La saisine d’une cour d’appel incompétente relève désormais d’une exception d’incompétence

La saisine d’une cour d’appel incompétente relève désormais d’une exception d’incompétence

Cour de cassation – deuxième chambre civile, 3 juillet 2025 n°22-93.979 et n°21-11.905

 

Ce qu'il faut retenir :

La saisine d’une cour d’appel incompétente, qu’elle le soit territorialement ou matériellement, ne relève plus d’une fin de non-recevoir mais d’une exception d’incompétence.

Dès lors, l’appel formé devant une cour incompétente interrompt valablement le délai pour agir, permettant une régularisation utile devant la juridiction compétente.

Pour approfondir :

Les deux affaires à l’origine des arrêts rendus le 3 juillet 2025 concernaient la saisine de cours d’appel incompétentes : l’une territorialement (n° 22-23.979), l’autre matériellement (n° 21-11.905).

Dans les deux espèces, les appelants avaient tenté de régulariser la procédure.
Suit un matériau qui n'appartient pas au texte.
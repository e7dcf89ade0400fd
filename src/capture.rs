// Event Capture Adapter: reads raw evdev `input_event` records, decodes them
// into input notifications, and normalizes those into session event records.

pub mod keynames;

use crate::event::{EventData, EventKind};
use input_linux_sys::{input_event, EV_ABS, EV_KEY, EV_REL, EV_SYN};
use keynames::{button_name, key_symbol, BTN_MISC};
use std::fs::{self, File};
use std::io::{self, Read};
use std::mem::size_of;
use std::path::{Path, PathBuf};
use std::time::Duration;
use thiserror::Error;

const SYN_REPORT: u16 = 0;
const REL_X: u16 = 0x00;
const REL_Y: u16 = 0x01;
const REL_HWHEEL: u16 = 0x06;
const REL_WHEEL: u16 = 0x08;
const ABS_X: u16 = 0x00;
const ABS_Y: u16 = 0x01;

/// Directory of stable per-device symlinks maintained by udev.
pub const BY_ID_DIR: &str = "/dev/input/by-id";

#[derive(Debug, Error)]
pub enum CaptureError {
    #[error("cannot open input device {}: {source}", path.display())]
    Open {
        path: PathBuf,
        #[source]
        source: io::Error,
    },
    #[error("no keyboard or mouse devices found under {BY_ID_DIR}")]
    NoDevices,
}

/// What an input source reports, before it becomes a session event.
#[derive(Debug, Clone, PartialEq, Eq)]
pub enum InputNotification {
    KeyDown { key: String },
    KeyUp { key: String },
    MouseMove { x: i32, y: i32 },
    MouseButton { x: i32, y: i32, button: String, pressed: bool },
    MouseScroll { x: i32, y: i32, dx: i32, dy: i32 },
}

impl InputNotification {
    /// Maps the notification onto the uniform event record.
    pub fn normalize(self) -> (EventKind, EventData) {
        match self {
            InputNotification::KeyDown { key } => (EventKind::KeyPress, EventData::key_press(key)),
            InputNotification::KeyUp { key } => (EventKind::KeyRelease, EventData::key_release(key)),
            InputNotification::MouseMove { x, y } => (EventKind::MouseMove, EventData::position(x, y)),
            InputNotification::MouseButton { x, y, button, pressed } => {
                let kind = if pressed {
                    EventKind::MouseClick
                } else {
                    EventKind::MouseRelease
                };
                (kind, EventData::button(x, y, button, pressed))
            }
            InputNotification::MouseScroll { x, y, dx, dy } => {
                (EventKind::MouseScroll, EventData::scroll(x, y, dx, dy))
            }
        }
    }

    /// True for the release of `key`, the cancel signal.
    pub fn is_release_of(&self, key: &str) -> bool {
        matches!(self, InputNotification::KeyUp { key: k } if k == key)
    }
}

/// Reads a single `input_event` from the reader. Returns Ok(None) on EOF.
pub fn read_event(reader: &mut impl Read) -> io::Result<Option<input_event>> {
    let mut buf = [0u8; size_of::<input_event>()];
    match reader.read_exact(&mut buf) {
        Ok(()) => {
            // SAFETY: input_event is plain old data and buf holds exactly one.
            let event: input_event = unsafe { std::ptr::read_unaligned(buf.as_ptr() as *const _) };
            Ok(Some(event))
        }
        Err(e) if e.kind() == io::ErrorKind::UnexpectedEof => Ok(None),
        Err(e) => Err(e),
    }
}

/// Calculates the event timestamp in microseconds from its timeval.
#[inline]
pub fn event_microseconds(event: &input_event) -> u64 {
    (event.time.tv_sec.max(0) as u64) * 1_000_000 + (event.time.tv_usec.max(0) as u64)
}

/// Turns a raw evdev stream into [`InputNotification`]s.
///
/// Pointer position is accumulated from relative motion, or taken from
/// absolute axes when the device reports them. Moves and scrolls are emitted
/// once per `SYN_REPORT` frame; buttons and keys immediately.
#[derive(Debug, Clone)]
pub struct EvdevDecoder {
    x: i32,
    y: i32,
    moved: bool,
    scroll_dx: i32,
    scroll_dy: i32,
    last_move_us: Option<u64>,
    move_throttle_us: u64,
    ignore_repeats: bool,
}

impl EvdevDecoder {
    #[must_use]
    pub fn new(move_throttle: Duration, ignore_repeats: bool) -> Self {
        EvdevDecoder {
            x: 0,
            y: 0,
            moved: false,
            scroll_dx: 0,
            scroll_dy: 0,
            last_move_us: None,
            move_throttle_us: move_throttle.as_micros() as u64,
            ignore_repeats,
        }
    }

    pub fn position(&self) -> (i32, i32) {
        (self.x, self.y)
    }

    /// Feeds one raw event, calling `emit` for each notification it completes.
    pub fn feed(&mut self, event: &input_event, mut emit: impl FnMut(InputNotification)) {
        match i32::from(event.type_) {
            EV_KEY => self.feed_key(event.code, event.value, &mut emit),
            EV_REL => match event.code {
                REL_X => self.nudge(event.value, 0),
                REL_Y => self.nudge(0, event.value),
                REL_WHEEL => self.scroll_dy = self.scroll_dy.saturating_add(event.value),
                REL_HWHEEL => self.scroll_dx = self.scroll_dx.saturating_add(event.value),
                _ => {}
            },
            EV_ABS => match event.code {
                ABS_X if self.x != event.value => {
                    self.x = event.value;
                    self.moved = true;
                }
                ABS_Y if self.y != event.value => {
                    self.y = event.value;
                    self.moved = true;
                }
                _ => {}
            },
            EV_SYN if event.code == SYN_REPORT => self.end_frame(event_microseconds(event), &mut emit),
            _ => {}
        }
    }

    fn feed_key(&mut self, code: u16, value: i32, emit: &mut impl FnMut(InputNotification)) {
        if code < BTN_MISC {
            let key = key_symbol(code).to_string();
            match value {
                1 => emit(InputNotification::KeyDown { key }),
                0 => emit(InputNotification::KeyUp { key }),
                2 if !self.ignore_repeats => emit(InputNotification::KeyDown { key }),
                _ => {}
            }
        } else if let Some(button) = button_name(code) {
            if value == 0 || value == 1 {
                emit(InputNotification::MouseButton {
                    x: self.x,
                    y: self.y,
                    button: button.to_string(),
                    pressed: value == 1,
                });
            }
        }
        // Remaining BTN_* codes (touch tools, gamepads) are not keyboard or mouse input.
    }

    fn nudge(&mut self, dx: i32, dy: i32) {
        if dx == 0 && dy == 0 {
            return;
        }
        self.x = self.x.saturating_add(dx);
        self.y = self.y.saturating_add(dy);
        self.moved = true;
    }

    fn end_frame(&mut self, ts_us: u64, emit: &mut impl FnMut(InputNotification)) {
        if self.scroll_dx != 0 || self.scroll_dy != 0 {
            emit(InputNotification::MouseScroll {
                x: self.x,
                y: self.y,
                dx: self.scroll_dx,
                dy: self.scroll_dy,
            });
            self.scroll_dx = 0;
            self.scroll_dy = 0;
        }
        if self.moved {
            // A clock step backwards lets the move through.
            let due = match self.last_move_us {
                None => true,
                Some(last) => ts_us.checked_sub(last).map_or(true, |d| d >= self.move_throttle_us),
            };
            if due {
                emit(InputNotification::MouseMove { x: self.x, y: self.y });
                self.last_move_us = Some(ts_us);
                self.moved = false;
            }
        }
    }
}

/// A named byte stream of raw `input_event` records.
pub struct CaptureSource {
    pub label: String,
    pub reader: Box<dyn Read + Send>,
}

impl CaptureSource {
    pub fn new(label: impl Into<String>, reader: impl Read + Send + 'static) -> Self {
        CaptureSource {
            label: label.into(),
            reader: Box::new(reader),
        }
    }

    pub fn stdin() -> Self {
        CaptureSource::new("stdin", io::stdin())
    }

    pub fn open(path: &Path) -> Result<Self, CaptureError> {
        let file = File::open(path).map_err(|source| CaptureError::Open {
            path: path.to_path_buf(),
            source,
        })?;
        Ok(CaptureSource::new(path.display().to_string(), file))
    }
}

impl std::fmt::Debug for CaptureSource {
    fn fmt(&self, f: &mut std::fmt::Formatter<'_>) -> std::fmt::Result {
        f.debug_struct("CaptureSource").field("label", &self.label).finish_non_exhaustive()
    }
}

/// Keyboard and mouse event nodes under `/dev/input/by-id`, sorted by path.
pub fn discover_devices() -> Vec<PathBuf> {
    discover_devices_in(Path::new(BY_ID_DIR))
}

pub fn discover_devices_in(dir: &Path) -> Vec<PathBuf> {
    let Ok(entries) = fs::read_dir(dir) else {
        return Vec::new();
    };
    let mut found: Vec<PathBuf> = entries
        .filter_map(Result::ok)
        .map(|e| e.path())
        .filter(|p| {
            p.file_name()
                .and_then(|n| n.to_str())
                .is_some_and(|n| n.ends_with("-event-kbd") || n.ends_with("-event-mouse"))
        })
        .collect();
    found.sort();
    found
}

/// Human-readable device name from sysfs, if available.
pub fn device_name(path: &Path) -> Option<String> {
    let node = fs::canonicalize(path).ok()?;
    let event = node.file_name()?.to_str()?;
    let name = fs::read_to_string(format!("/sys/class/input/{event}/device/name")).ok()?;
    Some(name.trim().to_string())
}

/// Opens every path, failing on the first that cannot be read.
pub fn open_all(paths: &[PathBuf]) -> Result<Vec<CaptureSource>, CaptureError> {
    if paths.is_empty() {
        return Err(CaptureError::NoDevices);
    }
    paths.iter().map(|p| CaptureSource::open(p)).collect()
}
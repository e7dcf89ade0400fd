use crate::session::event_log::DEFAULT_MAX_EVENTS;
use crate::session::persist::DEFAULT_LOG_FILE;
use crate::session::stats::DEFAULT_WINDOW_CAPACITY;
use clap::{Parser, Subcommand};
use std::path::PathBuf;

pub const DEFAULT_STOP_KEY: &str = "esc";

/// Keyboard and mouse activity tracker.
///
/// Records key presses, clicks, pointer movement and scrolling from evdev
/// input, keeps live rate statistics, and saves the session as JSON for later
/// analysis. Run without a subcommand for the interactive menu.
#[derive(Parser, Debug)]
#[command(author, version, about, long_about = None)]
pub struct Args {
    #[command(subcommand)]
    pub command: Option<Command>,

    /// Tracing filter directives. RUST_LOG takes precedence when set.
    #[arg(long, global = true, default_value = "input_tracker=info", value_name = "FILTER")]
    pub log_filter: String,

    /// Emit diagnostic logs as JSON lines.
    #[arg(long, global = true, action = clap::ArgAction::SetTrue)]
    pub log_json: bool,

    /// Include module targets in diagnostic logs.
    #[arg(short, long, global = true, action = clap::ArgAction::SetTrue)]
    pub verbose: bool,
}

#[derive(Subcommand, Debug)]
pub enum Command {
    /// Record a session until the stop key is released or a signal arrives.
    Track(TrackArgs),
    /// Print the analysis of a saved session file.
    Analyze(AnalyzeArgs),
    /// List keyboard and mouse devices found under /dev/input/by-id.
    ListDevices,
}

#[derive(clap::Args, Debug, Clone)]
pub struct TrackArgs {
    /// Input device node to read (repeatable). Reads input_event records from
    /// stdin when omitted.
    #[arg(long, value_name = "PATH")]
    pub device: Vec<PathBuf>,

    /// File the session is saved to on stop.
    #[arg(short, long, default_value = DEFAULT_LOG_FILE, value_name = "FILE")]
    pub output: PathBuf,

    /// Most recent events kept in the session buffer.
    #[arg(long, default_value_t = DEFAULT_MAX_EVENTS, value_name = "N")]
    pub max_events: usize,

    /// Timestamps kept per rate window (clicks, keys).
    #[arg(long, default_value_t = DEFAULT_WINDOW_CAPACITY, value_name = "N")]
    pub window_capacity: usize,

    /// Trailing window for clicks/sec and keys/sec.
    #[arg(long, default_value = "10s", value_name = "DURATION")]
    pub rate_window: humantime::Duration,

    /// Minimum spacing between recorded pointer moves.
    #[arg(long, default_value = "100ms", value_name = "DURATION")]
    pub move_throttle: humantime::Duration,

    /// How often the live statistics line is printed (0 disables it).
    #[arg(long, default_value = "1s", value_name = "DURATION")]
    pub live_interval: humantime::Duration,

    /// Key whose release stops the session (symbol, KEY_ name or code).
    #[arg(long, default_value = DEFAULT_STOP_KEY, value_name = "KEY")]
    pub stop_key: String,

    /// Do not count key auto-repeat as key presses.
    #[arg(long, action = clap::ArgAction::SetTrue)]
    pub ignore_repeats: bool,

    /// Do not write the session file.
    #[arg(long, action = clap::ArgAction::SetTrue)]
    pub no_save: bool,

    /// Print the final summary as JSON on stdout.
    #[arg(long, action = clap::ArgAction::SetTrue)]
    pub json: bool,
}

#[derive(clap::Args, Debug, Clone)]
pub struct AnalyzeArgs {
    /// Session file to analyze.
    #[arg(value_name = "FILE", default_value = DEFAULT_LOG_FILE)]
    pub file: PathBuf,

    /// Print the summary as JSON instead of text.
    #[arg(long, action = clap::ArgAction::SetTrue)]
    pub json: bool,
}

/// Parses command line arguments using clap.
pub fn parse_args() -> Args {
    Args::parse()
}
Toutefois, les appels initiaux ont été déclarés irrecevables, et les appels de « régularisation », bien que correctement dirigés, ont été rejetés pour cause de tardiveté.

Toutefois, par ces décisions, la deuxième chambre civile censure les juges du fond et opère un revirement de jurisprudence notable. Elle considère en effet désormais que la saisine d’une cour d’appel incompétente ne constitue pas une fin de non-recevoir, mais une exception d’incompétence.

Les conséquences pratiques de ce changement sont significatives.

En effet, dorénavant, un appel introduit même devant une juridiction incompétente interrompt valablement le délai d’appel, ce qui n’était pas le cas lorsque cette irrégularité relevait d’une fin de non-recevoir à défaut d’effet interruptif.

Par ailleurs, cette nouvelle qualification permet désormais un renvoi de l’affaire devant la juridiction compétente, renforçant ainsi la sécurité juridique des justiciables.

Il convient également de souligner qu’en tant qu’exception de procédure, l’incompétence devra être soulevée in limine litis, c’est-à-dire avant toute défense au fond.

La Cour de cassation motive expressément ce revirement par une volonté de simplification du droit processuel et de renforcement de l’accès au juge. Elle vise également une harmonisation de la jurisprudence, dans le sillage de la chambre commerciale qui avait déjà opéré un revirement similaire (Com. 18 oct. 2023, n° 21-15.378), ainsi que par souci de répondre aux critiques doctrinales persistantes.

Enfin, la Cour précise que cette nouvelle solution est d’application immédiate.

Il convient de souligner que la Cour de cassation aurait pu, conformément à sa jurisprudence désormais constante (Civ. 2e, 5 octobre 2023, n° 21-21.007), admettre la régularisation dès lors qu’elle intervient dans le délai d’appel — interrompu par la première déclaration d’appel — et en l’absence de décision définitive d’irrecevabilité.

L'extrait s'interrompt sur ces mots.